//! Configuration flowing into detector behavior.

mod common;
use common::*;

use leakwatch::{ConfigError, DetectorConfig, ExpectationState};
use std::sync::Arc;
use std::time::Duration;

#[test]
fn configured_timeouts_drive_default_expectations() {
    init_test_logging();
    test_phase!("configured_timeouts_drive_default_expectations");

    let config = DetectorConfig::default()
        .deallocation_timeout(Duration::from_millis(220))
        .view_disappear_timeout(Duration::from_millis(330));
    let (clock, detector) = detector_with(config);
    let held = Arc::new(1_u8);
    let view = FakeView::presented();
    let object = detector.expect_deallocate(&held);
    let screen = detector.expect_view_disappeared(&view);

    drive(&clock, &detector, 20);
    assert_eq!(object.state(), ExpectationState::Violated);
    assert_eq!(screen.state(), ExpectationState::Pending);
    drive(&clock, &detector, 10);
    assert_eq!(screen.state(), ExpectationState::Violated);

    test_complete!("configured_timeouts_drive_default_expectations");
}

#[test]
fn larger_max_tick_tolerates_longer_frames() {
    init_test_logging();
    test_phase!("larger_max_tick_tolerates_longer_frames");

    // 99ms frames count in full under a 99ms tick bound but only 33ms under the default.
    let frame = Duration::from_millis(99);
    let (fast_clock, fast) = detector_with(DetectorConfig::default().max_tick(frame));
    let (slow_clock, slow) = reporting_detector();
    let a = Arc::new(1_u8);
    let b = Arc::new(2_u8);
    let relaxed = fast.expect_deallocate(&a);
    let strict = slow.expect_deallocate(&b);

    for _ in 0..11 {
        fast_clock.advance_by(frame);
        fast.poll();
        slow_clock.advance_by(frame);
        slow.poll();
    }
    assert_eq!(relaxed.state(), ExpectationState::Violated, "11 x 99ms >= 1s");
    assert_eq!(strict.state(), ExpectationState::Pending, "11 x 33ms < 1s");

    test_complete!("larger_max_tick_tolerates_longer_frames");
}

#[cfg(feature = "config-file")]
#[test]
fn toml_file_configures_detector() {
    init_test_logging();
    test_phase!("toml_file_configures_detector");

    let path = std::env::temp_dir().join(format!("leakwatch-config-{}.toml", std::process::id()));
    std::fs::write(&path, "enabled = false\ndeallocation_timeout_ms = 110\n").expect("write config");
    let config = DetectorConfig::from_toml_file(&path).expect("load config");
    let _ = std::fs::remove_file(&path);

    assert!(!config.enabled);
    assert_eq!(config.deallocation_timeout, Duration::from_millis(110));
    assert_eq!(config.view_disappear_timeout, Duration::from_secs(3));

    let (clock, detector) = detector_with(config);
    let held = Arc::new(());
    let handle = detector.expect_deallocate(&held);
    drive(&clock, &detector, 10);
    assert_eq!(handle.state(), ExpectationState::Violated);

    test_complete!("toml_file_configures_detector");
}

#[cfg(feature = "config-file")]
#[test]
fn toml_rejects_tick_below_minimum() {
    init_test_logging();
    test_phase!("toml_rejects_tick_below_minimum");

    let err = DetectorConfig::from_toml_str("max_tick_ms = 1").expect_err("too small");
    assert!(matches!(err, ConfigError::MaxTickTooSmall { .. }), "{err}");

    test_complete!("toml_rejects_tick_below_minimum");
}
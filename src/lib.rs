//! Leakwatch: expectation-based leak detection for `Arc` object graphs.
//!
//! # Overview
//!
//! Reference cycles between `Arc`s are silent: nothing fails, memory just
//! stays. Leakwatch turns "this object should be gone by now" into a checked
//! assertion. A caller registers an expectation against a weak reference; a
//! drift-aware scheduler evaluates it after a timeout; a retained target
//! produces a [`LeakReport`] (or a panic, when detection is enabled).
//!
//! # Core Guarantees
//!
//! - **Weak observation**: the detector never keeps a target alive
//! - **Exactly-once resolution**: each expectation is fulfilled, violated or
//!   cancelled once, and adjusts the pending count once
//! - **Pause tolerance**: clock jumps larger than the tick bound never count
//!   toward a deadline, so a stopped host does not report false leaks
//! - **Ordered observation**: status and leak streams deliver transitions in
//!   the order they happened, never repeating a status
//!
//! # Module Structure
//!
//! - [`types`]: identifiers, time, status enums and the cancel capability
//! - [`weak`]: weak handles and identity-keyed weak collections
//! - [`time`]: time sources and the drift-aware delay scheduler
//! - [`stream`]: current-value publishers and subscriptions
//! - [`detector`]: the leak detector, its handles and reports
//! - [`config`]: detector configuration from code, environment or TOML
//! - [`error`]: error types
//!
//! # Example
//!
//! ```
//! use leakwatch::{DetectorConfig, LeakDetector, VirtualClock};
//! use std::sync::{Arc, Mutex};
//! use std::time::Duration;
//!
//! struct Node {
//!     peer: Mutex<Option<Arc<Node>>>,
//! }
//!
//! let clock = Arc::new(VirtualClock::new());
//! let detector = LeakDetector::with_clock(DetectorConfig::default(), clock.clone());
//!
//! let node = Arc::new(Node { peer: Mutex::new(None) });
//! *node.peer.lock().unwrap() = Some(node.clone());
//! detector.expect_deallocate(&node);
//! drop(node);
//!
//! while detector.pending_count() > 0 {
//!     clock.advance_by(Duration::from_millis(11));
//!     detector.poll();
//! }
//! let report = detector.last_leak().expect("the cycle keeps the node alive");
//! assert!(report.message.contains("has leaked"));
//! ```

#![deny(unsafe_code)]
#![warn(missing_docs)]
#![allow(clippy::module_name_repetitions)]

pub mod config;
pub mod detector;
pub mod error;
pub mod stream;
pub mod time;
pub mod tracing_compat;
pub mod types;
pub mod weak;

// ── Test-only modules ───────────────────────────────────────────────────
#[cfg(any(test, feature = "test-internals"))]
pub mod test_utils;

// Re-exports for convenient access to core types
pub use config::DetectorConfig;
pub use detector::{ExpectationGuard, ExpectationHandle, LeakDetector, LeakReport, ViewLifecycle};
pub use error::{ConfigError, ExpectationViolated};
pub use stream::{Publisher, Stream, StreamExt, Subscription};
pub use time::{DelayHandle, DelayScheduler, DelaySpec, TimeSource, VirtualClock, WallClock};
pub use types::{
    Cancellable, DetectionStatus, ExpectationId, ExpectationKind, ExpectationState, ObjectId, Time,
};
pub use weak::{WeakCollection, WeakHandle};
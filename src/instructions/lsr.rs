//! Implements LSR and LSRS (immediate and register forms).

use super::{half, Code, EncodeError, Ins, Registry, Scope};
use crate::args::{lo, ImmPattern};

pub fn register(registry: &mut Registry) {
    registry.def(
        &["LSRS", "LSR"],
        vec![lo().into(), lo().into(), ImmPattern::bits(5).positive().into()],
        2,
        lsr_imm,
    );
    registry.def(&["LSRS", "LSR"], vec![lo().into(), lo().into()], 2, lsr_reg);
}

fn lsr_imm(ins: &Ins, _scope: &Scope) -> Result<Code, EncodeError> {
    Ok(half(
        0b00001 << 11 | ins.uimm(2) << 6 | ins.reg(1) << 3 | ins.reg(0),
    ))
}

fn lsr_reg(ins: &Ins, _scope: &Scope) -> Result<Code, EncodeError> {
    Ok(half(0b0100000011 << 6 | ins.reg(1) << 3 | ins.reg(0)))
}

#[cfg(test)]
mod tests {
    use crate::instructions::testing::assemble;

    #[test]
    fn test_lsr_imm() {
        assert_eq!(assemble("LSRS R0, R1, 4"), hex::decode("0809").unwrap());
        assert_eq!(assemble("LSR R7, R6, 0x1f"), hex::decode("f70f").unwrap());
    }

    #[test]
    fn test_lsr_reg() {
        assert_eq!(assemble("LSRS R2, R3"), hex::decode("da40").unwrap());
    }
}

= = = = =

WORK ORDER: The whole listing should be restated word for word.

TASK ANSWER:
//! Configuration flowing into detector behavior.

mod common;
use common::*;

use leakwatch::{ConfigError, DetectorConfig, ExpectationState};
use std::sync::Arc;
use std::time::Duration;

#[test]
fn configured_timeouts_drive_default_expectations() {
    init_test_logging();
    test_phase!("configured_timeouts_drive_default_expectations");

    let config = DetectorConfig::default()
        .deallocation_timeout(Duration::from_millis(220))
        .view_disappear_timeout(Duration::from_millis(330));
    let (clock, detector) = detector_with(config);
    let held = Arc::new(1_u8);
    let view = FakeView::presented();
    let object = detector.expect_deallocate(&held);
    let screen = detector.expect_view_disappeared(&view);

    drive(&clock, &detector, 20);
    assert_eq!(object.state(), ExpectationState::Violated);
    assert_eq!(screen.state(), ExpectationState::Pending);
    drive(&clock, &detector, 10);
    assert_eq!(screen.state(), ExpectationState::Violated);

    test_complete!("configured_timeouts_drive_default_expectations");
}

#[test]
fn larger_max_tick_tolerates_longer_frames() {
    init_test_logging();
    test_phase!("larger_max_tick_tolerates_longer_frames");

    // 99ms frames count in full under a 99ms tick bound but only 33ms under the default.
    let frame = Duration::from_millis(99);
    let (fast_clock, fast) = detector_with(DetectorConfig::default().max_tick(frame));
    let (slow_clock, slow) = reporting_detector();
    let a = Arc::new(1_u8);
    let b = Arc::new(2_u8);
    let relaxed = fast.expect_deallocate(&a);
    let strict = slow.expect_deallocate(&b);

    for _ in 0..11 {
        fast_clock.advance_by(frame);
        fast.poll();
        slow_clock.advance_by(frame);
        slow.poll();
    }
    assert_eq!(relaxed.state(), ExpectationState::Violated, "11 x 99ms >= 1s");
    assert_eq!(strict.state(), ExpectationState::Pending, "11 x 33ms < 1s");

    test_complete!("larger_max_tick_tolerates_longer_frames");
}

#[cfg(feature = "config-file")]
#[test]
fn toml_file_configures_detector() {
    init_test_logging();
    test_phase!("toml_file_configures_detector");

    let path = std::env::temp_dir().join(format!("leakwatch-config-{}.toml", std::process::id()));
    std::fs::write(&path, "enabled = false\ndeallocation_timeout_ms = 110\n").expect("write config");
    let config = DetectorConfig::from_toml_file(&path).expect("load config");
    let _ = std::fs::remove_file(&path);

    assert!(!config.enabled);
    assert_eq!(config.deallocation_timeout, Duration::from_millis(110));
    assert_eq!(config.view_disappear_timeout, Duration::from_secs(3));

    let (clock, detector) = detector_with(config);
    let held = Arc::new(());
    let handle = detector.expect_deallocate(&held);
    drive(&clock, &detector, 10);
    assert_eq!(handle.state(), ExpectationState::Violated);

    test_complete!("toml_file_configures_detector");
}

#[cfg(feature = "config-file")]
#[test]
fn toml_rejects_tick_below_minimum() {
    init_test_logging();
    test_phase!("toml_rejects_tick_below_minimum");

    let err = DetectorConfig::from_toml_str("max_tick_ms = 1").expect_err("too small");
    assert!(matches!(err, ConfigError::MaxTickTooSmall { .. }), "{err}");

    test_complete!("toml_rejects_tick_below_minimum");
}
filename src/lib.rs
//! Leakwatch: expectation-based leak detection for `Arc` object graphs.
//!
//! # Overview
//!
//! Reference cycles between `Arc`s are silent: nothing fails, memory just
//! stays. Leakwatch turns "this object should be gone by now" into a checked
//! assertion. A caller registers an expectation against a weak reference; a
//! drift-aware scheduler evaluates it after a timeout; a retained target
//! produces a [`LeakReport`] (or a panic, when detection is enabled).
//!
//! # Core Guarantees
//!
//! - **Weak observation**: the detector never keeps a target alive
//! - **Exactly-once resolution**: each expectation is fulfilled, violated or
//!   cancelled once, and adjusts the pending count once
//! - **Pause tolerance**: clock jumps larger than the tick bound never count
//!   toward a deadline, so a stopped host does not report false leaks
//! - **Ordered observation**: status and leak streams deliver transitions in
//!   the order they happened, never repeating a status
//!
//! # Module Structure
//!
//! - [`types`]: identifiers, time, status enums and the cancel capability
//! - [`weak`]: weak handles and identity-keyed weak collections
//! - [`time`]: time sources and the drift-aware delay scheduler
//! - [`stream`]: current-value publishers and subscriptions
//! - [`detector`]: the leak detector, its handles and reports
//! - [`config`]: detector configuration from code, environment or TOML
//! - [`error`]: error types
//!
//! # Example
//!
//! ```
//! use leakwatch::{DetectorConfig, LeakDetector, VirtualClock};
//! use std::sync::{Arc, Mutex};
//! use std::time::Duration;
//!
//! struct Node {
//!     peer: Mutex<Option<Arc<Node>>>,
//! }
//!
//! let clock = Arc::new(VirtualClock::new());
//! let detector = LeakDetector::with_clock(DetectorConfig::default(), clock.clone());
//!
//! let node = Arc::new(Node { peer: Mutex::new(None) });
//! *node.peer.lock().unwrap() = Some(node.clone());
//! detector.expect_deallocate(&node);
//! drop(node);
//!
//! while detector.pending_count() > 0 {
//!     clock.advance_by(Duration::from_millis(11));
//!     detector.poll();
//! }
//! let report = detector.last_leak().expect("the cycle keeps the node alive");
//! assert!(report.message.contains("has leaked"));
//! ```

#![deny(unsafe_code)]
#![warn(missing_docs)]
#![allow(clippy::module_name_repetitions)]

pub mod config;
pub mod detector;
pub mod error;
pub mod stream;
pub mod time;
pub mod tracing_compat;
pub mod types;
pub mod weak;

// ── Test-only modules ───────────────────────────────────────────────────
#[cfg(any(test, feature = "test-internals"))]
pub mod test_utils;

// Re-exports for convenient access to core types
pub use config::DetectorConfig;
pub use detector::{ExpectationGuard, ExpectationHandle, LeakDetector, LeakReport, ViewLifecycle};
pub use error::{ConfigError, ExpectationViolated};
pub use stream::{Publisher, Stream, StreamExt, Subscription};
pub use time::{DelayHandle, DelayScheduler, DelaySpec, TimeSource, VirtualClock, WallClock};
pub use types::{
    Cancellable, DetectionStatus, ExpectationId, ExpectationKind, ExpectationState, ObjectId, Time,
};
pub use weak::{WeakCollection, WeakHandle};
filename src/instructions/lsr.rs
//! Implements LSR and LSRS (immediate and register forms).

use super::{half, Code, EncodeError, Ins, Registry, Scope};
use crate::args::{lo, ImmPattern};

pub fn register(registry: &mut Registry) {
    registry.def(
        &["LSRS", "LSR"],
        vec![lo().into(), lo().into(), ImmPattern::bits(5).positive().into()],
        2,
        lsr_imm,
    );
    registry.def(&["LSRS", "LSR"], vec![lo().into(), lo().into()], 2, lsr_reg);
}

fn lsr_imm(ins: &Ins, _scope: &Scope) -> Result<Code, EncodeError> {
    Ok(half(
        0b00001 << 11 | ins.uimm(2) << 6 | ins.reg(1) << 3 | ins.reg(0),
    ))
}

fn lsr_reg(ins: &Ins, _scope: &Scope) -> Result<Code, EncodeError> {
    Ok(half(0b0100000011 << 6 | ins.reg(1) << 3 | ins.reg(0)))
}

#[cfg(test)]
mod tests {
    use crate::instructions::testing::assemble;

    #[test]
    fn test_lsr_imm() {
        assert_eq!(assemble("LSRS R0, R1, 4"), hex::decode("0809").unwrap());
        assert_eq!(assemble("LSR R7, R6, 0x1f"), hex::decode("f70f").unwrap());
    }

    #[test]
    fn test_lsr_reg() {
        assert_eq!(assemble("LSRS R2, R3"), hex::decode("da40").unwrap());
    }
}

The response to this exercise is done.